After six hours of debate, a bill passed the Connecticut state Senate on a party line vote which will force daycare workers and personal care attendants, who receive some payment through public programs, to pay union dues. The bill followed two executive orders by Gov. Dannel Malloy (Democrat-Working Families Party) that forced a card-check type of voting system on these workers. Daycare and home health care attendants will now be members of Service Employees International Union (SEIU).
Two years ago, the New York Post reported that the United Federation of Teachers(UFT) would receive millions of dollars in union dues if New York lawmakers approved a provision in then-Democratic Gov. David Paterson’s budget that would force daycare workers to pay union dues. With help from ACORN, the UFT had added 28,000 city daycare workers to its rolls and negotiated a contract promising health benefits and improved wages at the expense of taxpayers. Regarding the history of this effort, the UFT website states:
Our first efforts were to demonstrate to the state elected officials that childcare providers have problems and there is strong support for forming a union. We proved this by collecting more than 6,000 union card signatures of the 32,000 child care workers citywide in a three-month period. With the help of the UFT and ACORN, we lobbied the state legislature to pass a law stating that childcare providers have the right to form a union…
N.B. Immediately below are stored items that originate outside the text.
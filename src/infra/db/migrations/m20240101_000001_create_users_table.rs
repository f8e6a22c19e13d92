//! Migration: Create the users table.

use sea_orm_migration::prelude::*;

use crate::config::{MAX_EMAIL_LENGTH, MAX_USERNAME_LENGTH};

#[derive(DeriveMigrationName)]
pub struct Migration;

#[async_trait::async_trait]
impl MigrationTrait for Migration {
    async fn up(&self, manager: &SchemaManager) -> Result<(), DbErr> {
        manager
            .create_table(
                Table::create()
                    .table(Users::Table)
                    .if_not_exists()
                    .col(ColumnDef::new(Users::Id).uuid().not_null().primary_key())
                    .col(
                        ColumnDef::new(Users::Username)
                            .string_len(MAX_USERNAME_LENGTH as u32)
                            .not_null()
                            .unique_key(),
                    )
                    .col(
                        ColumnDef::new(Users::Email)
                            .string_len(MAX_EMAIL_LENGTH as u32)
                            .not_null()
                            .unique_key(),
                    )
                    .col(ColumnDef::new(Users::PasswordHash).string().not_null())
                    .col(
                        ColumnDef::new(Users::CreatedAt)
                            .timestamp_with_time_zone()
                            .not_null(),
                    )
                    .to_owned(),
            )
            .await
    }

    async fn down(&self, manager: &SchemaManager) -> Result<(), DbErr> {
        manager
            .drop_table(Table::drop().table(Users::Table).to_owned())
            .await
    }
}

#[derive(Iden)]
enum Users {
    Table,
    Id,
    Username,
    Email,
    PasswordHash,
    CreatedAt,
}
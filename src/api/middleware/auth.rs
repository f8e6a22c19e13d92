//! Session cookie authentication middleware.

use axum::{
    extract::{Request, State},
    middleware::Next,
    response::Response,
};
use axum_extra::extract::cookie::CookieJar;

use crate::api::AppState;
use crate::config::SESSION_COOKIE_NAME;
use crate::domain::CurrentUser;
use crate::errors::{AppError, AppResult};

/// Resolve the session cookie in `jar` to the signed-in user.
///
/// Fails with `Unauthorized` (or a token error) when the cookie is missing,
/// forged, expired, revoked, or names a user that no longer exists.
pub async fn current_user(state: &AppState, jar: &CookieJar) -> AppResult<CurrentUser> {
    let token = jar
        .get(SESSION_COOKIE_NAME)
        .map(|cookie| cookie.value())
        .ok_or(AppError::Unauthorized)?;

    let record = state.session_service.resolve(token).await?;
    let user = state
        .auth_service
        .find_user(record.user_id)
        .await?
        .ok_or(AppError::Unauthorized)?;

    Ok(CurrentUser {
        id: user.id,
        username: user.username,
        session_id: record.id,
    })
}

/// Session middleware.
///
/// Validates the session cookie, then injects the CurrentUser into the
/// request extensions. Anonymous requests are redirected to the login page.
pub async fn session_middleware(
    State(state): State<AppState>,
    mut request: Request,
    next: Next,
) -> Result<Response, AppError> {
    let jar = CookieJar::from_headers(request.headers());
    let user = current_user(&state, &jar).await?;

    request.extensions_mut().insert(user);

    Ok(next.run(request).await)
}
//! CLI argument definitions.
//!
//! Uses clap derive macros for type-safe argument parsing.

use clap::{Parser, Subcommand};

use crate::config::{DEFAULT_SERVER_HOST, DEFAULT_SERVER_PORT};

/// Daily Dashboard - weather, quotes, facts and jokes in your terminal or browser
#[derive(Parser, Debug)]
#[command(name = "daily-dashboard")]
#[command(author, version, about, long_about = None)]
pub struct Cli {
    /// Enable verbose logging
    #[arg(short, long, global = true)]
    pub verbose: bool,

    /// Defaults to `show` when omitted
    #[command(subcommand)]
    pub command: Option<Commands>,
}

/// Available CLI commands
#[derive(Subcommand, Debug)]
pub enum Commands {
    /// Print the dashboard to the terminal
    Show,

    /// Start the web dashboard
    Serve(ServeArgs),

    /// Run database migrations
    Migrate(MigrateArgs),
}

/// Arguments for the serve command
#[derive(Parser, Debug)]
pub struct ServeArgs {
    /// Host to bind to
    #[arg(short = 'H', long, default_value = DEFAULT_SERVER_HOST, env = "SERVER_HOST")]
    pub host: String,

    /// Port to listen on
    #[arg(short, long, default_value_t = DEFAULT_SERVER_PORT, env = "SERVER_PORT")]
    pub port: u16,
}

/// Arguments for the migrate command
#[derive(Parser, Debug)]
pub struct MigrateArgs {
    #[command(subcommand)]
    pub action: MigrateAction,
}

/// Migration actions
#[derive(Subcommand, Debug)]
pub enum MigrateAction {
    /// Run pending migrations
    Up,
    /// Rollback last migration
    Down,
    /// Show migration status
    Status,
    /// Reset and re-run all migrations
    Fresh,
}

#[cfg(test)]
mod tests {
    use super::*;

    #[test]
    fn test_no_subcommand_parses() {
        let cli = Cli::try_parse_from(["daily-dashboard"]).unwrap();
        assert!(cli.command.is_none());
        assert!(!cli.verbose);
    }

    #[test]
    fn test_serve_with_port() {
        let cli = Cli::try_parse_from(["daily-dashboard", "--verbose", "serve", "--port", "8080"])
            .unwrap();
        assert!(cli.verbose);
        match cli.command {
            Some(Commands::Serve(args)) => assert_eq!(args.port, 8080),
            other => panic!("unexpected command: {:?}", other),
        }
    }

    #[test]
    fn test_migrate_requires_action() {
        assert!(Cli::try_parse_from(["daily-dashboard", "migrate"]).is_err());
        let cli = Cli::try_parse_from(["daily-dashboard", "migrate", "status"]).unwrap();
        assert!(matches!(
            cli.command,
            Some(Commands::Migrate(MigrateArgs {
                action: MigrateAction::Status
            }))
        ));
    }
}
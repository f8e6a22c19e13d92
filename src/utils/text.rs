//! Small text formatting helpers.

use crate::config::DIVIDER_LENGTH;

/// Capitalise the first letter of every word, lowercase the rest.
///
/// A "word" starts after any non-alphabetic character, so
/// `"light rain/drizzle"` becomes `"Light Rain/Drizzle"`.
pub fn title_case(text: &str) -> String {
    let mut out = String::with_capacity(text.len());
    let mut previous_is_letter = false;

    for c in text.chars() {
        if previous_is_letter {
            out.extend(c.to_lowercase());
        } else {
            out.extend(c.to_uppercase());
        }
        previous_is_letter = c.is_alphabetic();
    }

    out
}

/// Render a temperature without a trailing `.0` for whole numbers.
pub fn format_temperature(value: f64) -> String {
    if value.fract() == 0.0 && value.abs() < 1e15 {
        format!("{}", value as i64)
    } else {
        format!("{}", value)
    }
}

/// Decorative divider line
pub fn divider(c: char) -> String {
    std::iter::repeat(c).take(DIVIDER_LENGTH).collect()
}
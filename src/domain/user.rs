//! User domain entity and related types.

use chrono::{DateTime, Utc};
use serde::{Deserialize, Serialize};
use uuid::Uuid;

/// User domain entity
#[derive(Debug, Clone, Serialize, Deserialize)]
pub struct User {
    pub id: Uuid,
    pub username: String,
    pub email: String,
    #[serde(skip_serializing)]
    pub password_hash: String,
    pub created_at: DateTime<Utc>,
}

impl User {
    /// Create a new user stamped with the current time
    pub fn new(id: Uuid, username: String, email: String, password_hash: String) -> Self {
        Self {
            id,
            username,
            email,
            password_hash,
            created_at: Utc::now(),
        }
    }
}

/// Registration data as submitted by the form
#[derive(Debug, Clone)]
pub struct CreateUser {
    pub username: String,
    pub email: String,
    pub password: String,
}

/// The authenticated user attached to a request
#[derive(Debug, Clone, PartialEq, Eq)]
pub struct CurrentUser {
    pub id: Uuid,
    pub username: String,
    /// Server-side session backing this request
    pub session_id: Uuid,
}
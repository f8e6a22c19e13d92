//! Validated form extractor - urlencoded body deserialization plus validation.

use axum::{
    async_trait,
    extract::{rejection::FormRejection, FromRequest, Request},
    Form,
};
use serde::de::DeserializeOwned;
use validator::Validate;

use crate::config::INCOMPLETE_FORM_MESSAGE;
use crate::errors::AppError;

/// Form body that has already passed its `Validate` rules.
///
/// Handlers that re-render the form on bad input take
/// `Result<ValidatedForm<T>, AppError>` and show the error message.
pub struct ValidatedForm<T>(pub T);

#[async_trait]
impl<S, T> FromRequest<S> for ValidatedForm<T>
where
    S: Send + Sync,
    T: DeserializeOwned + Validate,
    Form<T>: FromRequest<S, Rejection = FormRejection>,
{
    type Rejection = AppError;

    async fn from_request(req: Request, state: &S) -> Result<Self, Self::Rejection> {
        let Form(value) = Form::<T>::from_request(req, state).await.map_err(|e| {
            tracing::debug!(rejection = %e.body_text(), "Form body rejected");
            AppError::validation(INCOMPLETE_FORM_MESSAGE)
        })?;

        value
            .validate()
            .map_err(|e| AppError::validation(format_validation_errors(&e)))?;

        Ok(ValidatedForm(value))
    }
}

/// Join field messages in a stable (field name) order.
fn format_validation_errors(errors: &validator::ValidationErrors) -> String {
    let mut fields: Vec<_> = errors.field_errors().into_iter().collect();
    fields.sort_by(|a, b| a.0.cmp(&b.0));

    fields
        .into_iter()
        .flat_map(|(field, errs)| {
            errs.iter().map(move |e| {
                e.message
                    .as_ref()
                    .map(|m| m.to_string())
                    .unwrap_or_else(|| format!("{} is invalid", field))
            })
        })
        .collect::<Vec<_>>()
        .join(", ")
}
//! Integration tests for the remote data sources using wiremock.
//!
//! Each client is pointed at a local mock server; the dashboard service
//! tests at the bottom check that failures turn into fallback text.

use std::sync::Arc;
use std::time::Duration;

use daily_dashboard::infra::sources::{
    self, fallback, FetchError, FixedPicker, JokeApiClient, JokeSource, OpenWeatherClient,
    QuotableClient, QuoteSource, WeatherSource,
};
use daily_dashboard::services::DashboardService;
use wiremock::matchers::{method, path, query_param};
use wiremock::{Mock, MockServer, ResponseTemplate};

fn client() -> reqwest::Client {
    sources::http_client(Duration::from_secs(5)).unwrap()
}

fn weather_client(server: &MockServer) -> OpenWeatherClient {
    OpenWeatherClient::new(client(), server.uri(), Some("test-key".to_string()))
}

fn forecast_entry(dt: &str, temp: f64, description: &str) -> serde_json::Value {
    serde_json::json!({
        "dt_txt": dt,
        "main": { "temp": temp },
        "weather": [{ "description": description }]
    })
}

#[tokio::test]
async fn test_current_weather_success() {
    let mock_server = MockServer::start().await;

    Mock::given(method("GET"))
        .and(path("/data/2.5/weather"))
        .and(query_param("q", "Houston"))
        .and(query_param("appid", "test-key"))
        .and(query_param("units", "imperial"))
        .respond_with(ResponseTemplate::new(200).set_body_json(serde_json::json!({
            "main": { "temp": 75 },
            "weather": [{ "description": "clear sky" }]
        })))
        .mount(&mock_server)
        .await;

    let weather = weather_client(&mock_server).current("Houston").await.unwrap();

    assert_eq!(weather, "🌤️  Weather in Houston: 75°F, Clear Sky");
}

#[tokio::test]
async fn test_current_weather_bad_status() {
    let mock_server = MockServer::start().await;

    Mock::given(method("GET"))
        .and(path("/data/2.5/weather"))
        .respond_with(ResponseTemplate::new(401))
        .mount(&mock_server)
        .await;

    let result = weather_client(&mock_server).current("Houston").await;

    match result {
        Err(FetchError::Status(status)) => assert_eq!(status.as_u16(), 401),
        other => panic!("expected status error, got {:?}", other),
    }
}

#[tokio::test]
async fn test_current_weather_malformed_body() {
    let mock_server = MockServer::start().await;

    Mock::given(method("GET"))
        .and(path("/data/2.5/weather"))
        .respond_with(ResponseTemplate::new(200).set_body_json(serde_json::json!({
            "main": { "temp": 75 },
            "weather": []
        })))
        .mount(&mock_server)
        .await;

    let result = weather_client(&mock_server).current("Houston").await;

    assert!(matches!(result, Err(FetchError::Malformed(_))));
}

#[tokio::test]
async fn test_missing_api_key_makes_no_request() {
    let mock_server = MockServer::start().await;

    Mock::given(method("GET"))
        .respond_with(ResponseTemplate::new(200))
        .expect(0)
        .mount(&mock_server)
        .await;

    let client = OpenWeatherClient::new(client(), mock_server.uri(), None);

    assert!(matches!(
        client.current("Houston").await,
        Err(FetchError::MissingApiKey)
    ));
    assert!(matches!(
        client.forecast("Houston").await,
        Err(FetchError::MissingApiKey)
    ));
}

#[tokio::test]
async fn test_forecast_keeps_first_five_entries() {
    let mock_server = MockServer::start().await;

    let list: Vec<_> = (0..8)
        .map(|i| {
            forecast_entry(
                &format!("2026-10-16 {:02}:00:00", i * 3),
                70.0 + i as f64,
                "light rain",
            )
        })
        .collect();

    Mock::given(method("GET"))
        .and(path("/data/2.5/forecast"))
        .and(query_param("q", "Houston"))
        .respond_with(
            ResponseTemplate::new(200).set_body_json(serde_json::json!({ "list": list })),
        )
        .mount(&mock_server)
        .await;

    let forecast = weather_client(&mock_server).forecast("Houston").await.unwrap();

    assert_eq!(forecast.len(), 5);
    assert_eq!(forecast[0], "2026-10-16 00:00:00: 70°F, light rain");
    assert_eq!(forecast[4], "2026-10-16 12:00:00: 74°F, light rain");
}

#[tokio::test]
async fn test_forecast_shorter_list_is_kept_whole() {
    let mock_server = MockServer::start().await;

    Mock::given(method("GET"))
        .and(path("/data/2.5/forecast"))
        .respond_with(ResponseTemplate::new(200).set_body_json(serde_json::json!({
            "list": [forecast_entry("2026-10-16 21:00:00", 68.5, "few clouds")]
        })))
        .mount(&mock_server)
        .await;

    let forecast = weather_client(&mock_server).forecast("Houston").await.unwrap();

    assert_eq!(forecast, vec!["2026-10-16 21:00:00: 68.5°F, few clouds"]);
}

#[tokio::test]
async fn test_quote_success() {
    let mock_server = MockServer::start().await;

    Mock::given(method("GET"))
        .and(path("/random"))
        .respond_with(ResponseTemplate::new(200).set_body_json(serde_json::json!({
            "_id": "abc",
            "content": "Simplicity is prerequisite for reliability.",
            "author": "Edsger W. Dijkstra"
        })))
        .mount(&mock_server)
        .await;

    let client = QuotableClient::new(client(), format!("{}/random", mock_server.uri()));
    let quote = client.quote().await.unwrap();

    assert_eq!(
        quote,
        "💭 Quote: \"Simplicity is prerequisite for reliability.\" - Edsger W. Dijkstra"
    );
}

#[tokio::test]
async fn test_quote_timeout_is_transport_error() {
    let mock_server = MockServer::start().await;

    Mock::given(method("GET"))
        .and(path("/random"))
        .respond_with(
            ResponseTemplate::new(200)
                .set_body_json(serde_json::json!({ "content": "late", "author": "nobody" }))
                .set_delay(Duration::from_millis(500)),
        )
        .mount(&mock_server)
        .await;

    let client = QuotableClient::new(
        sources::http_client(Duration::from_millis(50)).unwrap(),
        format!("{}/random", mock_server.uri()),
    );

    assert!(matches!(client.quote().await, Err(FetchError::Transport(_))));
}

#[tokio::test]
async fn test_joke_success() {
    let mock_server = MockServer::start().await;

    Mock::given(method("GET"))
        .and(path("/random_joke"))
        .respond_with(ResponseTemplate::new(200).set_body_json(serde_json::json!({
            "id": 1,
            "type": "general",
            "setup": "What do you call a fake noodle?",
            "punchline": "An impasta."
        })))
        .mount(&mock_server)
        .await;

    let client = JokeApiClient::new(client(), format!("{}/random_joke", mock_server.uri()));
    let joke = client.joke().await.unwrap();

    assert_eq!(joke, "😂 Joke: What do you call a fake noodle? An impasta.");
}

#[tokio::test]
async fn test_joke_non_json_body_is_malformed() {
    let mock_server = MockServer::start().await;

    Mock::given(method("GET"))
        .and(path("/random_joke"))
        .respond_with(ResponseTemplate::new(200).set_body_string("<html>maintenance</html>"))
        .mount(&mock_server)
        .await;

    let client = JokeApiClient::new(client(), format!("{}/random_joke", mock_server.uri()));

    assert!(matches!(client.joke().await, Err(FetchError::Malformed(_))));
}

/// Dashboard wired to a server that fails every request.
#[tokio::test]
async fn test_dashboard_uses_fallbacks_when_everything_fails() {
    let mock_server = MockServer::start().await;

    Mock::given(method("GET"))
        .respond_with(ResponseTemplate::new(503))
        .mount(&mock_server)
        .await;

    let http = client();
    let service = DashboardService::new(
        Arc::new(weather_client(&mock_server)),
        Arc::new(QuotableClient::new(
            http.clone(),
            format!("{}/random", mock_server.uri()),
        )),
        Arc::new(JokeApiClient::new(
            http,
            format!("{}/random_joke", mock_server.uri()),
        )),
        Arc::new(FixedPicker(2)),
        "Houston",
    );

    let view = service.build().await;

    assert_eq!(view.weather, fallback::WEATHER_REJECTED);
    assert_eq!(view.forecasts, vec![fallback::FORECAST_REJECTED.to_string()]);
    assert_eq!(
        view.quote,
        "💭 Quote: Life is what happens to you while you're busy making other plans. - John Lennon"
    );
    assert_eq!(
        view.joke,
        "😂 Joke: Why do programmers prefer dark mode? Because light attracts bugs."
    );
    assert_eq!(
        view.fun_fact,
        "🤔 Fun Fact: Octopuses have three hearts and blue blood!"
    );
}

/// Nothing listening at all: weather reports a connection error.
#[tokio::test]
async fn test_dashboard_connection_refused() {
    let uri = {
        let listener = std::net::TcpListener::bind("127.0.0.1:0").unwrap();
        format!("http://{}", listener.local_addr().unwrap())
    };

    let http = client();
    let service = DashboardService::new(
        Arc::new(OpenWeatherClient::new(
            http.clone(),
            uri.clone(),
            Some("test-key".to_string()),
        )),
        Arc::new(QuotableClient::new(http.clone(), format!("{}/random", uri))),
        Arc::new(JokeApiClient::new(http, format!("{}/random_joke", uri))),
        Arc::new(FixedPicker(0)),
        "Houston",
    );

    assert_eq!(service.weather().await, fallback::WEATHER_CONNECTION_ERROR);
    assert_eq!(
        service.forecast().await,
        vec![fallback::FORECAST_CONNECTION_ERROR.to_string()]
    );
}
UFT’s efforts were halted, however, when former governor of New York, Republican George Pataki, vetoed the legislation, leading UFT to make an even bigger push to get these workers unionized:
Fortunately for us, we have formidable allies that support us in our organizing efforts. Thanks to the invaluable support of the UFT, ACORN, Working Families Party, and local ministers and members of the Black and Latino Legislative Caucus, we were able to get the override from the Senate. While we wait patiently for the Assembly to reconvene and decide on the bill, we are in the process of collecting the necessary 15,000 signatures needed on union cards, which would allow us to legally become a union.
In Connecticut, individuals with disabilities warned that forced unionization of their personal care attendants could ultimately lead to less control over the services they receive as well as reduced services unless state spending for their programs is increased.
State Senator Joseph Markley (R), who was very critical of the legislation, said the relationship between the disabled and their attendants would now be governed by employer-employee union rules. In addition, he warned that state-administered Medicaid programs that fund home care services limit the amount of money a person can receive to pay for personal care services. Increased “union” wages would then push some people over the cost limit.
Many also criticized Gov. Malloy’s use of executive orders to grant unionization rights without including those affected by the orders in the decision-making process.